Uma lata comum, com um pedaço de cabo de vassoura atravessado, transformando-a em balde. Tudo tão limpinho, com cheiro de coisa boa.
Dentro da lata um monte de toalha molhada, todas de um amarelo pálido. Minha mãe atendia e pedia: me dê dois quilos de “fato”. Dona Maria tirava então de uma bolsa feita de saco plástico de leite, toda trançadinha uma ferramenta esquisita, parecendo um termômetro. De um lado um gancho, do outro uma argola. No gancho pendurava um pedaço da toalha e segurava na argola, levantando o braço a mostrar a mercadoria. Um ponteiro se mexia e a todos nós conseguíamos ver o peso da toalha, toda molhada. Aquilo era uma balança de bolso, nunca me esqueço disso, apesar de nunca mais ter visto uma.
As toalhas tinham cheiro de vinagreta. Para quem não sabe, vinagreta é um cruzamento de limão com laranja, de um ácido forte, e com um tom dormindo entre o vermelho e o amarelo. Alguns insistem em chamar de limão galego mas não é a mesma coisa. Vinagreta é uma coisa, limão galego é outra. Podem até ser primos, mas são diferentes. E não insistam, quem teve meninice nessa época sabe que falo a mais pura verdade.
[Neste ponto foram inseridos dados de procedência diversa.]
use serde_json::json;
use uuid::Uuid;

use crate::actor::Actor;
use crate::audit::{AuditAction, AuditLogRepository, NewAuditEntry};
use crate::invariant::assert_owner_retained;
use crate::policy::{can_manage_members, MemberRole, DENY_MANAGE_MEMBERS};
use crate::store::MembershipRepository;
use crate::ActionError;

/// Which surface initiated the role change.
///
/// Site-wide administrators may act on any practice regardless of their own
/// membership; the practice-settings surface requires the actor to be an
/// owner of that practice. Everything after authorization (the idempotent
/// short-circuit, the owner-invariant check, the write and the audit entry)
/// is identical for both, so the two surfaces cannot diverge.
#[derive(Debug, Clone, Copy, PartialEq, Eq)]
pub enum RoleChangeOrigin {
    PracticeSettings,
    AdminDashboard,
}

impl RoleChangeOrigin {
    fn as_str(self) -> &'static str {
        match self {
            Self::PracticeSettings => "practice_settings",
            Self::AdminDashboard => "admin_dashboard",
        }
    }
}

#[derive(Debug, Clone)]
pub struct ChangeMemberRoleInput {
    pub practice_id: Uuid,
    pub member_user_id: Uuid,
    pub role: MemberRole,
    pub origin: RoleChangeOrigin,
}

/// Whether the role was written or already held.
#[derive(Debug, Clone, Copy, PartialEq, Eq)]
pub enum RoleChangeOutcome {
    Updated,
    AlreadySet,
}

impl RoleChangeOutcome {
    /// The user-facing success message for this outcome.
    pub fn message(self, role: MemberRole) -> String {
        match self {
            Self::Updated => format!("Member role updated to {role}"),
            Self::AlreadySet => format!("Role already set to {role}"),
        }
    }
}

/// Changes a member's role within a practice.
pub struct ChangeMemberRoleAction<M, A>
where
    M: MembershipRepository,
    A: AuditLogRepository,
{
    members: M,
    audit: A,
}

impl<M, A> ChangeMemberRoleAction<M, A>
where
    M: MembershipRepository,
    A: AuditLogRepository,
{
    pub fn new(members: M, audit: A) -> Self {
        Self { members, audit }
    }

    /// # Errors
    ///
    /// - `ActionError::Forbidden`: practice-settings origin and the actor
    ///   is not an owner of the practice
    /// - `ActionError::NotFound`: target holds no membership there
    /// - `ActionError::OwnerInvariant`: demotion would leave the practice
    ///   without an owner
    #[cfg_attr(
        feature = "tracing",
        tracing::instrument(name = "change_member_role", skip_all, err)
    )]
    pub async fn execute(
        &self,
        actor: &Actor,
        input: ChangeMemberRoleInput,
    ) -> Result<RoleChangeOutcome, ActionError> {
        if input.origin == RoleChangeOrigin::PracticeSettings {
            let actor_role = self
                .members
                .find_by_practice_and_user(input.practice_id, actor.id)
                .await?
                .map(|m| m.role);
            if !can_manage_members(actor_role) {
                return Err(ActionError::Forbidden(DENY_MANAGE_MEMBERS.to_owned()));
            }
        }

        let target = self
            .members
            .find_by_practice_and_user(input.practice_id, input.member_user_id)
            .await?
            .ok_or_else(|| ActionError::NotFound("Member not found".to_owned()))?;

        // setting the current role again is a no-op success, invariants not
        // consulted
        if target.role == input.role {
            return Ok(RoleChangeOutcome::AlreadySet);
        }

        assert_owner_retained(
            &self.members,
            input.practice_id,
            target.role,
            input.role,
            input.member_user_id == actor.id,
        )
        .await?;

        self.members
            .update_role(input.practice_id, input.member_user_id, input.role)
            .await?;

        self.audit
            .append(NewAuditEntry {
                action: AuditAction::PracticeMemberRoleUpdated,
                actor_user_id: Some(actor.id),
                target_user_id: Some(input.member_user_id),
                metadata: json!({
                    "actor_email": actor.email,
                    "practice_id": input.practice_id,
                    "previous_role": target.role,
                    "new_role": input.role,
                    "origin": input.origin.as_str(),
                }),
            })
            .await?;

        log::info!(
            target: "archibill",
            "msg=\"member role updated\", practice_id={}, member_id={}, previous=\"{}\", new=\"{}\", origin=\"{}\"",
            input.practice_id,
            input.member_user_id,
            target.role,
            input.role,
            input.origin.as_str()
        );

        Ok(RoleChangeOutcome::Updated)
    }
}

#[cfg(all(test, feature = "mocks"))]
mod tests {
    use super::*;
    use crate::invariant::{DENY_LAST_OWNER, DENY_SELF_DEMOTION};
    use crate::policy::DENY_MANAGE_MEMBERS;
    use crate::store::{CreateMembership, CreatePractice, MockTenantStore};

    async fn seed_practice(store: &MockTenantStore) -> Uuid {
        store
            .seed_practice(CreatePractice {
                name: "Acme".to_owned(),
                slug: "acme".to_owned(),
                billing_email: None,
                currency: "GBP".to_owned(),
                timezone: "Europe/London".to_owned(),
            })
            .await
            .id
    }

    async fn add_member(store: &MockTenantStore, practice_id: Uuid, role: MemberRole) -> Actor {
        let actor = Actor::new(Uuid::new_v4(), Some(format!("{role}@example.com")));
        store
            .create_ignore_conflict(CreateMembership {
                practice_id,
                user_id: actor.id,
                role,
                invited_by: None,
            })
            .await
            .unwrap();
        actor
    }

    fn input(
        practice_id: Uuid,
        member_user_id: Uuid,
        role: MemberRole,
        origin: RoleChangeOrigin,
    ) -> ChangeMemberRoleInput {
        ChangeMemberRoleInput {
            practice_id,
            member_user_id,
            role,
            origin,
        }
    }

    #[tokio::test]
    async fn test_sole_owner_cannot_demote_self() {
        let store = MockTenantStore::new();
        let practice_id = seed_practice(&store).await;
        let alice = add_member(&store, practice_id, MemberRole::Owner).await;

        let action = ChangeMemberRoleAction::new(store.clone(), store.clone());
        let err = action
            .execute(
                &alice,
                input(
                    practice_id,
                    alice.id,
                    MemberRole::Admin,
                    RoleChangeOrigin::PracticeSettings,
                ),
            )
            .await
            .unwrap_err();

        assert_eq!(err, ActionError::OwnerInvariant(DENY_SELF_DEMOTION.to_owned()));

        // state unchanged, nothing audited
        let members = store.members_of(practice_id);
        assert_eq!(members[0].role, MemberRole::Owner);
        assert!(store.audit_entries().is_empty());
    }

    #[tokio::test]
    async fn test_self_demotion_after_promoting_second_owner() {
        let store = MockTenantStore::new();
        let practice_id = seed_practice(&store).await;
        let alice = add_member(&store, practice_id, MemberRole::Owner).await;
        let bob = add_member(&store, practice_id, MemberRole::Admin).await;

        let action = ChangeMemberRoleAction::new(store.clone(), store.clone());

        let first = action
            .execute(
                &alice,
                input(
                    practice_id,
                    bob.id,
                    MemberRole::Owner,
                    RoleChangeOrigin::PracticeSettings,
                ),
            )
            .await
            .unwrap();
        assert_eq!(first, RoleChangeOutcome::Updated);

        let second = action
            .execute(
                &alice,
                input(
                    practice_id,
                    alice.id,
                    MemberRole::Admin,
                    RoleChangeOrigin::PracticeSettings,
                ),
            )
            .await
            .unwrap();
        assert_eq!(second, RoleChangeOutcome::Updated);

        let alice_row = store
            .find_by_practice_and_user(practice_id, alice.id)
            .await
            .unwrap()
            .unwrap();
        assert_eq!(alice_row.role, MemberRole::Admin);
    }

    #[tokio::test]
    async fn test_idempotent_reassignment() {
        let store = MockTenantStore::new();
        let practice_id = seed_practice(&store).await;
        let alice = add_member(&store, practice_id, MemberRole::Owner).await;
        let bob = add_member(&store, practice_id, MemberRole::Member).await;

        let action = ChangeMemberRoleAction::new(store.clone(), store.clone());
        let outcome = action
            .execute(
                &alice,
                input(
                    practice_id,
                    bob.id,
                    MemberRole::Member,
                    RoleChangeOrigin::PracticeSettings,
                ),
            )
            .await
            .unwrap();

        assert_eq!(outcome, RoleChangeOutcome::AlreadySet);
        assert_eq!(outcome.message(MemberRole::Member), "Role already set to member");
        assert!(store.audit_entries().is_empty());
    }

    #[tokio::test]
    async fn test_non_owner_denied() {
        let store = MockTenantStore::new();
        let practice_id = seed_practice(&store).await;
        add_member(&store, practice_id, MemberRole::Owner).await;
        let admin = add_member(&store, practice_id, MemberRole::Admin).await;
        let bob = add_member(&store, practice_id, MemberRole::Member).await;

        let action = ChangeMemberRoleAction::new(store.clone(), store.clone());
        let err = action
            .execute(
                &admin,
                input(
                    practice_id,
                    bob.id,
                    MemberRole::Viewer,
                    RoleChangeOrigin::PracticeSettings,
                ),
            )
            .await
            .unwrap_err();

        assert_eq!(err, ActionError::Forbidden(DENY_MANAGE_MEMBERS.to_owned()));
    }

    #[tokio::test]
    async fn test_admin_origin_skips_membership_requirement() {
        let store = MockTenantStore::new();
        let practice_id = seed_practice(&store).await;
        add_member(&store, practice_id, MemberRole::Owner).await;
        let bob = add_member(&store, practice_id, MemberRole::Member).await;

        // site admin with no membership in this practice
        let site_admin = Actor::new(Uuid::new_v4(), Some("root@example.com".to_owned()));

        let action = ChangeMemberRoleAction::new(store.clone(), store.clone());
        let outcome = action
            .execute(
                &site_admin,
                input(
                    practice_id,
                    bob.id,
                    MemberRole::Admin,
                    RoleChangeOrigin::AdminDashboard,
                ),
            )
            .await
            .unwrap();

        assert_eq!(outcome, RoleChangeOutcome::Updated);

        let entries = store.audit_entries();
        assert_eq!(entries.len(), 1);
        assert_eq!(entries[0].action, AuditAction::PracticeMemberRoleUpdated);
        assert_eq!(entries[0].actor_user_id, Some(site_admin.id));
        assert_eq!(entries[0].metadata["previous_role"], "member");
        assert_eq!(entries[0].metadata["new_role"], "admin");
    }

    #[tokio::test]
    async fn test_admin_origin_shares_owner_invariant() {
        let store = MockTenantStore::new();
        let practice_id = seed_practice(&store).await;
        let alice = add_member(&store, practice_id, MemberRole::Owner).await;
        let site_admin = Actor::new(Uuid::new_v4(), None);

        let action = ChangeMemberRoleAction::new(store.clone(), store.clone());
        let err = action
            .execute(
                &site_admin,
                input(
                    practice_id,
                    alice.id,
                    MemberRole::Member,
                    RoleChangeOrigin::AdminDashboard,
                ),
            )
            .await
            .unwrap_err();

        assert_eq!(err, ActionError::OwnerInvariant(DENY_LAST_OWNER.to_owned()));
    }

    #[tokio::test]
    async fn test_missing_member_not_found() {
        let store = MockTenantStore::new();
        let practice_id = seed_practice(&store).await;
        let alice = add_member(&store, practice_id, MemberRole::Owner).await;

        let action = ChangeMemberRoleAction::new(store.clone(), store.clone());
        let err = action
            .execute(
                &alice,
                input(
                    practice_id,
                    Uuid::new_v4(),
                    MemberRole::Member,
                    RoleChangeOrigin::PracticeSettings,
                ),
            )
            .await
            .unwrap_err();

        assert_eq!(err, ActionError::NotFound("Member not found".to_owned()));
    }

    #[tokio::test]
    async fn test_practice_settings_path_writes_audit_entry() {
        let store = MockTenantStore::new();
        let practice_id = seed_practice(&store).await;
        let alice = add_member(&store, practice_id, MemberRole::Owner).await;
        let bob = add_member(&store, practice_id, MemberRole::Member).await;

        let action = ChangeMemberRoleAction::new(store.clone(), store.clone());
        action
            .execute(
                &alice,
                input(
                    practice_id,
                    bob.id,
                    MemberRole::Admin,
                    RoleChangeOrigin::PracticeSettings,
                ),
            )
            .await
            .unwrap();

        let entries = store.audit_entries();
        assert_eq!(entries.len(), 1);
        assert_eq!(entries[0].metadata["origin"], "practice_settings");
    }
}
Pois bem, todas as toalhas tinham um cheirinho bom de roupa lavada, com essência de vinagreta. Não eram toalhas a bem da verdade, só se pareciam, mas não eram pra enxugar, eram prá comer. Meu pai chamava de dobradinha o que Dona Maria insistia em falar que era “fato”. Pouco importa, sei apenas que era delicioso. Minha mão estendia as pequenas toalhas na pia da cozinha e esfregava com mais vinagreta, depois lavava com água e, como se não bastasse, tratava de cozinhar aqueles “panos” numa panela funda, abarrotada de água até a borda. E aquilo fervia e fervia, deixando um cheirinho especial no ar da cozinha.
Depois de cozido minha mãe cortava a dobradinha em pedações pequenos, retangulares, do tamanho de um chocolate “Bis”, fazia um caldo grosso de tomate e cebola, acrescentava batatas cozidas e feijão branco. Nunca esquecia das rodelas de paio e dos confetes de cebolinha. Colocava tudo numa travessa transparente, de vidro. Comida especial só se podia fazer e servir se estivesse dentro de travessas de vidro. Ia tudo pro forno, um pouquinho, dizia ela “só prá encorpar” e seguia direto prá mesa. Algumas colheradas de arroz branco e as toalhas de “fato” da Dona Maria se transformavam de um manjar dos deuses.
Falava das visitas ao nosso portão de ripa.
Outras palmas se seguiam e dessa vez era Dona Conceição com um balaio imenso. Ao contrário de Dona Maria, Conceição era bem mais jovem. Grande, gorda, sempre de vestido estampado e um lenço na cabeça. O balaio coberto com papel de embrulho cor de rosa, daqueles que nascem em rolos nas vendas do interior e servem para embrulhar qualquer coisa que se queira.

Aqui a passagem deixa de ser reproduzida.